The rules are: (1) When you make plans, make them very specific, and avoid changing them at the last minute. (2) Defer to the most cautious person in your presence. (3) Do not take it personally if someone is more cautious than you.
To elaborate, with examples I made up:
(1) Be very detailed about any plans you make to see other people. If you invite friends over to sit in your driveway and have a drink, don’t suggest as people arrive that you sit on the back deck instead. Among your friends might be someone intending to give herself 10 feet of space instead of 6. She might have been excited about the driveway idea because it’s not only outdoors but effectively unbounded; she knew she’d be able to make as much space for herself as she felt she needed. Then you move to the deck and space is more limited, and she is faced with a really awkward decision.

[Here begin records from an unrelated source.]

use std::sync::Mutex;

use chrono::{DateTime, Utc};
use serde::Serialize;
use tokio_util::sync::CancellationToken;
use utoipa::ToSchema;

use oscar_lib::ExecutionStatus;

/// Live, mutable state of one running task. Guarded by the task's own lock;
/// the registry lock is never held while touching it.
#[derive(Debug, Clone)]
struct LiveState {
    status: ExecutionStatus,
    stage: String,
    percent: f64,
    rate: f64,
    sandbox_id: Option<String>,
}

/// One actively-executing record. Created when a worker accepts a queue item,
/// dropped from the registry on the terminal transition.
#[derive(Debug)]
pub(crate) struct RunningTask {
    pub id: String,
    pub cancel: CancellationToken,
    pub started_at: DateTime<Utc>,
    live: Mutex<LiveState>,
}

impl RunningTask {
    pub fn new(id: &str, cancel: CancellationToken) -> Self {
        Self {
            id: id.to_string(),
            cancel,
            started_at: Utc::now(),
            live: Mutex::new(LiveState {
                status: ExecutionStatus::Running,
                stage: "accepted".to_string(),
                percent: 0.0,
                rate: 0.0,
                sandbox_id: None,
            }),
        }
    }

    pub fn status(&self) -> ExecutionStatus {
        self.live.lock().unwrap().status
    }

    pub fn set_status(&self, status: ExecutionStatus) {
        self.live.lock().unwrap().status = status;
    }

    pub fn set_stage(&self, stage: &str) {
        self.live.lock().unwrap().stage = stage.to_string();
    }

    pub fn set_progress(&self, percent: f64, rate: f64) {
        let mut live = self.live.lock().unwrap();
        if percent > 0.0 {
            live.percent = percent;
        }
        if rate > 0.0 {
            live.rate = rate;
        }
    }

    pub fn set_sandbox_id(&self, sandbox_id: &str) {
        self.live.lock().unwrap().sandbox_id = Some(sandbox_id.to_string());
    }

    pub fn sandbox_id(&self) -> Option<String> {
        self.live.lock().unwrap().sandbox_id.clone()
    }

    pub fn snapshot(&self) -> TaskSnapshot {
        let live = self.live.lock().unwrap();
        TaskSnapshot {
            id: self.id.clone(),
            status: live.status,
            stage: live.stage.clone(),
            percent: live.percent,
            rate: live.rate,
            sandbox_id: live.sandbox_id.clone(),
            started_at: self.started_at,
        }
    }
}

/// Point-in-time copy of a task's live state, safe to hand to API callers.
#[derive(Debug, Clone, Serialize, ToSchema)]
pub struct TaskSnapshot {
    pub id: String,
    pub status: ExecutionStatus,
    pub stage: String,
    pub percent: f64,
    pub rate: f64,
    pub sandbox_id: Option<String>,
    pub started_at: DateTime<Utc>,
}
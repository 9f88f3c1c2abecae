//! In-memory reference implementation of the store traits. Backs tests and
//! single-node deployments without an external database.

use std::{collections::HashMap, sync::Arc};

use async_trait::async_trait;
use chrono::{DateTime, Utc};
use tokio::sync::RwLock;
use tracing::debug;

use oscar_lib::{ConnectionDescriptor, ExecutionRecord};

use crate::{
    AuditEntry, AuditStore, ConnectionStore, ListFilter, Page, RecordStore, StoreError,
    StoreResult,
};

#[derive(Debug, Default)]
struct StoreInner {
    records: HashMap<String, ExecutionRecord>,
    connections: HashMap<String, ConnectionDescriptor>,
    audit: Vec<AuditEntry>,
}

/// Shared in-memory store implementing all three persistence traits.
#[derive(Debug, Clone, Default)]
pub struct InMemoryStore {
    inner: Arc<RwLock<StoreInner>>,
}

impl InMemoryStore {
    pub fn new() -> Self {
        Self::default()
    }
}

fn matches_filter(record: &ExecutionRecord, filter: &ListFilter) -> bool {
    if let Some(status) = filter.status {
        if record.status != status {
            return false;
        }
    }
    if let Some(connection_id) = &filter.connection_id {
        if &record.connection_id != connection_id {
            return false;
        }
    }
    if let Some(start) = filter.start_date {
        if record.created_at < start {
            return false;
        }
    }
    if let Some(end) = filter.end_date {
        if record.created_at > end {
            return false;
        }
    }
    if let Some(keyword) = &filter.keyword {
        let keyword = keyword.to_lowercase();
        let hit = record.id.to_lowercase().contains(&keyword)
            || record.database_name.to_lowercase().contains(&keyword)
            || record.table_name.to_lowercase().contains(&keyword);
        if !hit {
            return false;
        }
    }
    true
}

#[async_trait]
impl RecordStore for InMemoryStore {
    async fn insert(&self, record: &ExecutionRecord) -> StoreResult<()> {
        let mut inner = self.inner.write().await;
        if inner.records.contains_key(&record.id) {
            return Err(StoreError::Duplicate(record.id.clone()));
        }
        debug!(id = %record.id, "store.insert");
        inner.records.insert(record.id.clone(), record.clone());
        Ok(())
    }

    async fn update(&self, record: &ExecutionRecord) -> StoreResult<()> {
        let mut inner = self.inner.write().await;
        if !inner.records.contains_key(&record.id) {
            return Err(StoreError::RecordNotFound(record.id.clone()));
        }
        let mut updated = record.clone();
        updated.updated_at = Utc::now();
        debug!(id = %record.id, status = %record.status, "store.update");
        inner.records.insert(record.id.clone(), updated);
        Ok(())
    }

    async fn get(&self, id: &str) -> StoreResult<ExecutionRecord> {
        let inner = self.inner.read().await;
        inner
            .records
            .get(id)
            .cloned()
            .ok_or_else(|| StoreError::RecordNotFound(id.to_string()))
    }

    async fn list(
        &self,
        filter: &ListFilter,
        page: Page,
    ) -> StoreResult<(Vec<ExecutionRecord>, u64)> {
        let inner = self.inner.read().await;
        let mut matched: Vec<ExecutionRecord> = inner
            .records
            .values()
            .filter(|record| matches_filter(record, filter))
            .cloned()
            .collect();
        matched.sort_by(|a, b| b.created_at.cmp(&a.created_at).then(b.id.cmp(&a.id)));

        let total = matched.len() as u64;
        let page = page.normalized();
        let items = matched
            .into_iter()
            .skip(page.offset())
            .take(page.size as usize)
            .collect();
        Ok((items, total))
    }

    async fn select_logs(&self, id: &str) -> StoreResult<Option<String>> {
        let inner = self.inner.read().await;
        inner
            .records
            .get(id)
            .map(|record| record.execution_logs.clone())
            .ok_or_else(|| StoreError::RecordNotFound(id.to_string()))
    }
}

#[async_trait]
impl ConnectionStore for InMemoryStore {
    async fn get(&self, id: &str) -> StoreResult<ConnectionDescriptor> {
        let inner = self.inner.read().await;
        inner
            .connections
            .get(id)
            .cloned()
            .ok_or_else(|| StoreError::ConnectionNotFound(id.to_string()))
    }

    async fn insert(&self, connection: &ConnectionDescriptor) -> StoreResult<()> {
        let mut inner = self.inner.write().await;
        debug!(id = %connection.id, "store.insert_connection");
        inner
            .connections
            .insert(connection.id.clone(), connection.clone());
        Ok(())
    }

    async fn list(&self) -> StoreResult<Vec<ConnectionDescriptor>> {
        let inner = self.inner.read().await;
        let mut connections: Vec<ConnectionDescriptor> =
            inner.connections.values().cloned().collect();
        connections.sort_by(|a, b| a.name.cmp(&b.name));
        Ok(connections)
    }
}

#[async_trait]
impl AuditStore for InMemoryStore {
    async fn insert(&self, entry: &AuditEntry) -> StoreResult<()> {
        let mut inner = self.inner.write().await;
        inner.audit.push(entry.clone());
        Ok(())
    }

    async fn recent_by_user(
        &self,
        user: &str,
        since: DateTime<Utc>,
    ) -> StoreResult<Vec<AuditEntry>> {
        let inner = self.inner.read().await;
        let mut entries: Vec<AuditEntry> = inner
            .audit
            .iter()
            .filter(|entry| entry.user == user && entry.created_at >= since)
            .cloned()
            .collect();
        entries.sort_by(|a, b| b.created_at.cmp(&a.created_at));
        Ok(entries)
    }
}

#[cfg(test)]
mod tests {
    use super::*;
    use crate::AuditStatus;
    use chrono::Duration;
    use oscar_lib::{DdlType, ExecutionParams, ExecutionStatus};

    fn record(id: &str, database: &str, created_offset_secs: i64) -> ExecutionRecord {
        let mut record = ExecutionRecord::new(
            id.to_string(),
            "conn-1".to_string(),
            database.to_string(),
            "orders".to_string(),
            DdlType::Fragment,
            None,
            "pt-online-schema-change --password=***".to_string(),
            ExecutionParams::default(),
            "alice".to_string(),
        );
        record.created_at = Utc::now() + Duration::seconds(created_offset_secs);
        record
    }

    #[tokio::test]
    async fn insert_get_update_roundtrip() {
        let store = InMemoryStore::new();
        let mut rec = record("exec-1", "app", 0);
        RecordStore::insert(&store, &rec).await.unwrap();
        assert!(matches!(
            RecordStore::insert(&store, &rec).await,
            Err(StoreError::Duplicate(_))
        ));

        rec.mark_running(Utc::now());
        store.update(&rec).await.unwrap();
        let loaded = RecordStore::get(&store, "exec-1").await.unwrap();
        assert_eq!(loaded.status, ExecutionStatus::Running);

        assert!(matches!(
            RecordStore::get(&store, "missing").await,
            Err(StoreError::RecordNotFound(_))
        ));
    }

    #[tokio::test]
    async fn list_orders_by_created_at_descending() {
        let store = InMemoryStore::new();
        for (id, offset) in [("exec-1", -30), ("exec-2", -20), ("exec-3", -10)] {
            RecordStore::insert(&store, &record(id, "app", offset))
                .await
                .unwrap();
        }
        let (items, total) = RecordStore::list(&store, &ListFilter::default(), Page::default())
            .await
            .unwrap();
        assert_eq!(total, 3);
        let ids: Vec<&str> = items.iter().map(|r| r.id.as_str()).collect();
        assert_eq!(ids, vec!["exec-3", "exec-2", "exec-1"]);
    }

    #[tokio::test]
    async fn list_applies_keyword_filter_and_pagination() {
        let store = InMemoryStore::new();
        for i in 0..5 {
            let database = if i % 2 == 0 { "billing" } else { "app" };
            RecordStore::insert(&store, &record(&format!("exec-{i}"), database, -i))
                .await
                .unwrap();
        }

        let filter = ListFilter {
            keyword: Some("BILLING".to_string()),
            ..Default::default()
        };
        let (items, total) = RecordStore::list(&store, &filter, Page::default())
            .await
            .unwrap();
        assert_eq!(total, 3);
        assert!(items.iter().all(|r| r.database_name == "billing"));

        let (page_two, total) = RecordStore::list(&store, &filter, Page { page: 2, size: 2 })
            .await
            .unwrap();
        assert_eq!(total, 3);
        assert_eq!(page_two.len(), 1);
    }

    #[tokio::test]
    async fn audit_recent_by_user_filters_on_time_and_user() {
        let store = InMemoryStore::new();
        let mut old = AuditEntry::new("alice", "execution_create", AuditStatus::Success);
        old.created_at = Utc::now() - Duration::hours(2);
        AuditStore::insert(&store, &old).await.unwrap();
        AuditStore::insert(
            &store,
            &AuditEntry::new("alice", "execution_create", AuditStatus::Success),
        )
        .await
        .unwrap();
        AuditStore::insert(
            &store,
            &AuditEntry::new("bob", "execution_create", AuditStatus::Success),
        )
        .await
        .unwrap();

        let recent = store
            .recent_by_user("alice", Utc::now() - Duration::hours(1))
            .await
            .unwrap();
        assert_eq!(recent.len(), 1);
    }
}
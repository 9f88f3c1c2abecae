use axum::{
    debug_handler,
    extract::State,
    http::HeaderMap,
    routing::{get, post},
    Json, Router,
};
use utoipa::OpenApi;

use crate::{
    error::HostResult,
    server::api::acting_user,
    service::{ConnectionResponse, CreateConnectionRequest},
    HostState,
};

#[utoipa::path(
    post,
    path = "/",
    tag = "Connections",
    request_body = CreateConnectionRequest,
    responses (
        (status = 200, description = "Connection registered", body = ConnectionResponse),
    )
)]
#[debug_handler(state = HostState)]
/// Register a managed connection
///
/// The password is encrypted by the vault before it is stored and is never
/// returned by any endpoint.
async fn create_handler(
    State(state): State<HostState>,
    headers: HeaderMap,
    Json(request): Json<CreateConnectionRequest>,
) -> HostResult<Json<ConnectionResponse>> {
    let user = acting_user(&headers);
    let connection = state.service.create_connection(&request, &user).await?;
    Ok(Json(connection))
}

#[utoipa::path(
    get,
    path = "/",
    tag = "Connections",
    responses (
        (status = 200, description = "All managed connections", body = [ConnectionResponse]),
    )
)]
#[debug_handler(state = HostState)]
/// List managed connections
async fn list_handler(State(state): State<HostState>) -> HostResult<Json<Vec<ConnectionResponse>>> {
    Ok(Json(state.service.list_connections().await?))
}

#[derive(OpenApi)]
#[openapi(paths(create_handler, list_handler))]
struct Docs;

pub fn create_docs() -> utoipa::openapi::OpenApi {
    Docs::openapi()
}

pub fn create_router() -> Router<HostState> {
    Router::new().route("/", post(create_handler).get(list_handler))
}
//! Reversible encryption for stored connection secrets.
//!
//! AES-256-GCM with the key derived as SHA-256 of a configured secret. The
//! 12-byte random nonce is prepended to the ciphertext and the whole token is
//! base64-encoded. Decryption validates the GCM tag, so tampering or a wrong
//! key surfaces as a typed error instead of garbage plaintext.

use aes_gcm::{
    aead::{Aead, KeyInit},
    Aes256Gcm, Nonce,
};
use base64::{engine::general_purpose::STANDARD as BASE64, Engine as _};
use rand::RngCore;
use sha2::{Digest, Sha256};

const NONCE_LEN: usize = 12;

#[derive(Debug, thiserror::Error, PartialEq, Eq)]
pub enum VaultError {
    #[error("plaintext must not be empty")]
    EmptyPlaintext,
    #[error("ciphertext must not be empty")]
    EmptyCiphertext,
    #[error("ciphertext is not valid base64")]
    Encoding,
    #[error("ciphertext is truncated")]
    Truncated,
    #[error("decryption failed, wrong key or corrupted ciphertext")]
    Decrypt,
    #[error("decrypted payload is not valid utf-8")]
    Utf8,
}

/// Encrypts and decrypts connection passwords.
#[derive(Clone)]
pub struct CredentialVault {
    cipher: Aes256Gcm,
}

impl CredentialVault {
    pub fn new(secret: &str) -> Self {
        let key = Sha256::digest(secret.as_bytes());
        let cipher = Aes256Gcm::new(&key);
        Self { cipher }
    }

    pub fn encrypt(&self, plaintext: &str) -> Result<String, VaultError> {
        if plaintext.is_empty() {
            return Err(VaultError::EmptyPlaintext);
        }

        let mut nonce = [0u8; NONCE_LEN];
        rand::rngs::OsRng.fill_bytes(&mut nonce);

        let ciphertext = self
            .cipher
            .encrypt(Nonce::from_slice(&nonce), plaintext.as_bytes())
            .map_err(|_| VaultError::Decrypt)?;

        let mut token = Vec::with_capacity(NONCE_LEN + ciphertext.len());
        token.extend_from_slice(&nonce);
        token.extend_from_slice(&ciphertext);
        Ok(BASE64.encode(token))
    }

    pub fn decrypt(&self, token: &str) -> Result<String, VaultError> {
        if token.is_empty() {
            return Err(VaultError::EmptyCiphertext);
        }

        let data = BASE64.decode(token).map_err(|_| VaultError::Encoding)?;
        if data.len() <= NONCE_LEN {
            return Err(VaultError::Truncated);
        }
        let (nonce, ciphertext) = data.split_at(NONCE_LEN);

        let plaintext = self
            .cipher
            .decrypt(Nonce::from_slice(nonce), ciphertext)
            .map_err(|_| VaultError::Decrypt)?;
        String::from_utf8(plaintext).map_err(|_| VaultError::Utf8)
    }
}

impl std::fmt::Debug for CredentialVault {
    fn fmt(&self, f: &mut std::fmt::Formatter<'_>) -> std::fmt::Result {
        f.debug_struct("CredentialVault").finish_non_exhaustive()
    }
}

#[cfg(test)]
mod tests {
    use super::*;

    #[test]
    fn encrypt_then_decrypt_is_identity() {
        let vault = CredentialVault::new("test-secret");
        for plaintext in ["p@ss", "root123", "пароль", "a b c = & $MYSQL_PWD"] {
            let token = vault.encrypt(plaintext).unwrap();
            assert_ne!(token, plaintext);
            assert_eq!(vault.decrypt(&token).unwrap(), plaintext);
        }
    }

    #[test]
    fn nonces_make_ciphertexts_unique() {
        let vault = CredentialVault::new("test-secret");
        let a = vault.encrypt("p@ss").unwrap();
        let b = vault.encrypt("p@ss").unwrap();
        assert_ne!(a, b);
    }

    #[test]
    fn wrong_key_fails_the_tag_check() {
        let token = CredentialVault::new("secret-a").encrypt("p@ss").unwrap();
        assert_eq!(
            CredentialVault::new("secret-b").decrypt(&token),
            Err(VaultError::Decrypt)
        );
    }

    #[test]
    fn malformed_tokens_are_rejected() {
        let vault = CredentialVault::new("test-secret");
        assert_eq!(vault.encrypt(""), Err(VaultError::EmptyPlaintext));
        assert_eq!(vault.decrypt(""), Err(VaultError::EmptyCiphertext));
        assert_eq!(vault.decrypt("not base64!!!"), Err(VaultError::Encoding));
        assert_eq!(vault.decrypt(&BASE64.encode(b"short")), Err(VaultError::Truncated));
        assert_eq!(
            vault.decrypt(&BASE64.encode(vec![0u8; 64])),
            Err(VaultError::Decrypt)
        );
    }

    #[test]
    fn tampered_ciphertext_is_rejected() {
        let vault = CredentialVault::new("test-secret");
        let token = vault.encrypt("p@ss").unwrap();
        let mut raw = BASE64.decode(&token).unwrap();
        let last = raw.len() - 1;
        raw[last] ^= 0x01;
        assert_eq!(vault.decrypt(&BASE64.encode(raw)), Err(VaultError::Decrypt));
    }
}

If you and your co-worker decide to order from Domino’s, don’t switch it up and order from a local place instead. Your co-worker might be reassured by Domino’s no-human-contact-out-of-the-oven policy. That might be the most important thing to him.
So maybe you’re rolling your eyes right now and thinking, “But all the latest research shows that transmission on food surfaces is not something to be concerned about. Domino’s policy is overkill.” Or, “Transmission outdoors is super unlikely. The deck is fine!”
Not the point!
The point is that trying to make decisions on the fly is incredibly stressful. You might be 100% confident that you understand the relative risk of things. But you don’t know what other people’s understanding is. And the split-second after being told that the location or the menu has changed is not a good scenario for evaluating risk, especially with an audience. Don’t put people in that position.
(2) On that note, when you and a person in your presence have different (verbalized or apparent) levels of caution, the obvious and decent thing to do is match the more cautious person’s behaviors. If you don’t wear a mask but you notice one of your co-workers tends to, then put on a mask when you are going to be anywhere near them. Their mask usage is a clear indicator that they think mask usage is important. So match that caution in their presence as a courtesy, whether or not you acknowledge the public health value of wearing one.
If you and a friend want to take a walk, and you weren’t thinking 6 feet of space was essential, but they suggest a route and mention that they like it because there is plenty of space to give each other 6 feet, then be conscientious and pay attention, and give them space. If you get to a narrow area, recognize that you’ll have to go single-file until it widens again.
Look for body language. Get in the habit of noticing whether people are inching away or leaning back. This tells you that they are not comfortable. They are more cautious than your instincts. That doesn’t mean your instincts are wrong. But in the presence of this person, you need to defer to theirs.
(3) This also doesn’t mean that this person has an issue with you in particular. Do not take it personally.
Some people are approaching the world with an understanding that there are essentially two groups of people: the ones I live with, and everyone else. From a public health perspective, the standards I apply to interacting with anyone in the latter group should be consistent, whether you are someone I work with, a friend, a relative, or a stranger. I do not and cannot know whether you are carrying a potentially deadly, poorly understood, highly contagious virus, so to the greatest extent possible, I’m going to behave like you are carrying it, no matter who you are. It is more nuanced than that, of course, but not much. The point is, even if you’re not careless, the relative you just met for lunch yesterday might have been careless over the weekend. I do not, and cannot know.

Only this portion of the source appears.